The `documents` contain a list of tags, each tag is represented as a dict and contains a set of attributes. We will try to automate the tagging of arxiv documents with a neural search pipeline that will retrieve tags based on their attributes using the title, abstract and comments of the arxiv articles as a query.

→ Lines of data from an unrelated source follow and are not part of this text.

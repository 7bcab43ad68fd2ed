//! Metrics collection using Prometheus

use crate::error::Result;
use prometheus::{Encoder, Histogram, HistogramOpts, IntCounter, Opts, Registry, TextEncoder};
use std::sync::Arc;
use std::time::Duration;

/// Metrics collector for the match confirmation and rating workflow
#[derive(Clone)]
pub struct MetricsCollector {
    registry: Arc<Registry>,

    /// Total matches proposed (entered pending state)
    pub matches_proposed_total: IntCounter,

    /// Total matches confirmed
    pub matches_confirmed_total: IntCounter,

    /// Total matches rejected by the counterparty
    pub matches_rejected_total: IntCounter,

    /// Proposals rejected before any write (bad scores, ties, self-match)
    pub validation_failures_total: IntCounter,

    /// Responses refused for authorization reasons (non-participant or
    /// reporter self-confirmation)
    pub forbidden_responses_total: IntCounter,

    /// Sum of absolute rating points applied to winners
    pub rating_points_exchanged_total: IntCounter,

    /// End-to-end confirm operation latency
    pub confirm_duration_seconds: Histogram,
}

impl MetricsCollector {
    /// Create a collector backed by a fresh registry
    pub fn new() -> Result<Self> {
        Self::with_registry(Arc::new(Registry::new()))
    }

    /// Create a collector registering into an existing registry
    pub fn with_registry(registry: Arc<Registry>) -> Result<Self> {
        let matches_proposed_total = IntCounter::with_opts(Opts::new(
            "matches_proposed_total",
            "Total matches reported and persisted as pending",
        ))?;
        let matches_confirmed_total = IntCounter::with_opts(Opts::new(
            "matches_confirmed_total",
            "Total matches confirmed with ratings applied",
        ))?;
        let matches_rejected_total = IntCounter::with_opts(Opts::new(
            "matches_rejected_total",
            "Total matches rejected by the counterparty",
        ))?;
        let validation_failures_total = IntCounter::with_opts(Opts::new(
            "validation_failures_total",
            "Total proposals refused before any persistence write",
        ))?;
        let forbidden_responses_total = IntCounter::with_opts(Opts::new(
            "forbidden_responses_total",
            "Total responses refused for authorization reasons",
        ))?;
        let rating_points_exchanged_total = IntCounter::with_opts(Opts::new(
            "rating_points_exchanged_total",
            "Sum of winner-side rating points applied by confirmations",
        ))?;
        let confirm_duration_seconds = Histogram::with_opts(HistogramOpts::new(
            "confirm_duration_seconds",
            "Latency of the atomic confirm operation",
        ))?;

        registry.register(Box::new(matches_proposed_total.clone()))?;
        registry.register(Box::new(matches_confirmed_total.clone()))?;
        registry.register(Box::new(matches_rejected_total.clone()))?;
        registry.register(Box::new(validation_failures_total.clone()))?;
        registry.register(Box::new(forbidden_responses_total.clone()))?;
        registry.register(Box::new(rating_points_exchanged_total.clone()))?;
        registry.register(Box::new(confirm_duration_seconds.clone()))?;

        Ok(Self {
            registry,
            matches_proposed_total,
            matches_confirmed_total,
            matches_rejected_total,
            validation_failures_total,
            forbidden_responses_total,
            rating_points_exchanged_total,
            confirm_duration_seconds,
        })
    }

    /// Record a successful proposal
    pub fn record_proposal(&self) {
        self.matches_proposed_total.inc();
    }

    /// Record a confirmed match with the winner-side points applied
    pub fn record_confirmation(&self, winner_change: i32, duration: Duration) {
        self.matches_confirmed_total.inc();
        self.rating_points_exchanged_total
            .inc_by(winner_change.unsigned_abs() as u64);
        self.confirm_duration_seconds
            .observe(duration.as_secs_f64());
    }

    /// Record a rejected match
    pub fn record_rejection(&self) {
        self.matches_rejected_total.inc();
    }

    /// Record a proposal refused during validation
    pub fn record_validation_failure(&self) {
        self.validation_failures_total.inc();
    }

    /// Record a response refused for authorization reasons
    pub fn record_forbidden(&self) {
        self.forbidden_responses_total.inc();
    }

    /// Render all registered metrics in the Prometheus text format
    pub fn export_text(&self) -> Result<String> {
        let encoder = TextEncoder::new();
        let mut buffer = Vec::new();
        encoder.encode(&self.registry.gather(), &mut buffer)?;
        Ok(String::from_utf8(buffer)?)
    }
}
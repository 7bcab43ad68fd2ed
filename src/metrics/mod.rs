//! Prometheus metrics for the match confirmation engine
//!
//! No HTTP exposition lives here; the collector renders the standard text
//! format and the embedding service decides how to serve it.

pub mod collector;

pub use collector::MetricsCollector;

Here is the list of attributes each tag has:

In [4]:
print(documents[3])

{'altLabel': [],
 'altLabel_text': '',
 'broader': ['http://www.semanlink.net/tag/statistical_classification',
             'http://www.semanlink.net/tag/embeddings'],
 'broader_altLabel': ['embedding'],
 'broader_altLabel_text': 'embedding',
 'broader_prefLabel': ['Classification', 'Embeddings'],
 'broader_prefLabel_text': 'Classification Embeddings',
 'broader_related': ['http://www.semanlink.net/tag/nlp_techniques',
                     'http://www.semanlink.net/tag/similarity_queries'],
 'comment': 'How to embed (describe) classes (in classification)? See related '
            'work section of this '
            '[paper](doc:2020/02/joint_embedding_of_words_and_la)\r\n'
            '\r\n'
            '> [FastText](tag:fasttext) generates both word\r\n'
            'embeddings and label embeddings. It seeks to predict one of the '
            'document’s labels (instead of the central\r\n'
            'word) ([src](doc:2020/10/1911_11506_word_class_embeddi))',
 'creationDate': '2020

Here is what a query looks likes using `arxiv title`, `arxiv summary` and `comments`. We will try to find the right document (tag) for this query.

In [5]:
print(query_answers[0][0])

' Joint Embedding of Words and Labels for Text Classification'


Let's evaluate a first piepline made of a single retriever

In [6]:
retriever = retrieve.TfIdf(
    on = ["prefLabel_text", "altLabel_text"], 
    tfidf = TfidfVectorizer(lowercase=True, min_df=1, max_df=0.9, ngram_range=(3, 7), analyzer="char"), 
    k = 10,
)

retriever.add(documents)

TfIdf retriever
 	 on: prefLabel_text, altLabel_text
 	 documents: 433

In [7]:
eval.eval(search = retriever, query_answers=query_answers)

{'Precision@1': '63.06%',
 'Precision@2': '43.47%',
 'Precision@3': '33.12%',
 'Precision@4': '26.67%',
 'Precision@5': '22.55%',
 'Precision@6': '19.85%',
 'Precision@7': '17.52%',
 'Precision@8': '15.84%',
 'Precision@9': '14.61%',
 'R-Precision': '26.95%',
 'Precision': '13.47%'}

Here is what tagging looks like using our retriever

In [8]:
tags = retriever("BERT: Pre-training of Deep Bidirectional Transformers for Language Understanding")
for tag in tags:
    print(tag["uri"])

'http://www.semanlink.net/tag/nlu'
'http://www.semanlink.net/tag/attention_is_all_you_need'
'http://www.semanlink.net/tag/pre_trained_language_models'
'http://www.semanlink.net/tag/nlp_pretraining'
'http://www.semanlink.net/tag/co_training'
'http://www.semanlink.net/tag/huggingface_transformers'
'http://www.semanlink.net/tag/self_training'
'http://www.semanlink.net/tag/attention_in_graphs'
'http://www.semanlink.net/tag/sbert'
'http://www.semanlink.net/tag/language_model'


Not bad, TfIdf on title using ngrams does well. We will now try to improve those results using a ranker.

In [9]:
retriever = retrieve.TfIdf(
    on = ["prefLabel_text", "altLabel_text"], 
    tfidf = TfidfVectorizer(lowercase=True, min_df=1, max_df=0.9, ngram_range=(3, 7), analyzer="char"), 
    k = 30,
)

ranker = rank.Encoder(
    encoder = SentenceTransformer("sentence-transformers/all-mpnet-base-v2").encode,
    on = ["prefLabel_text", "altLabel_text"],
    k = 10,
    path = "all-mpnet-base-v2.pkl"
)

Pre-calculation of 314 queries to speed up evaluation. Transformers are slow using cpu...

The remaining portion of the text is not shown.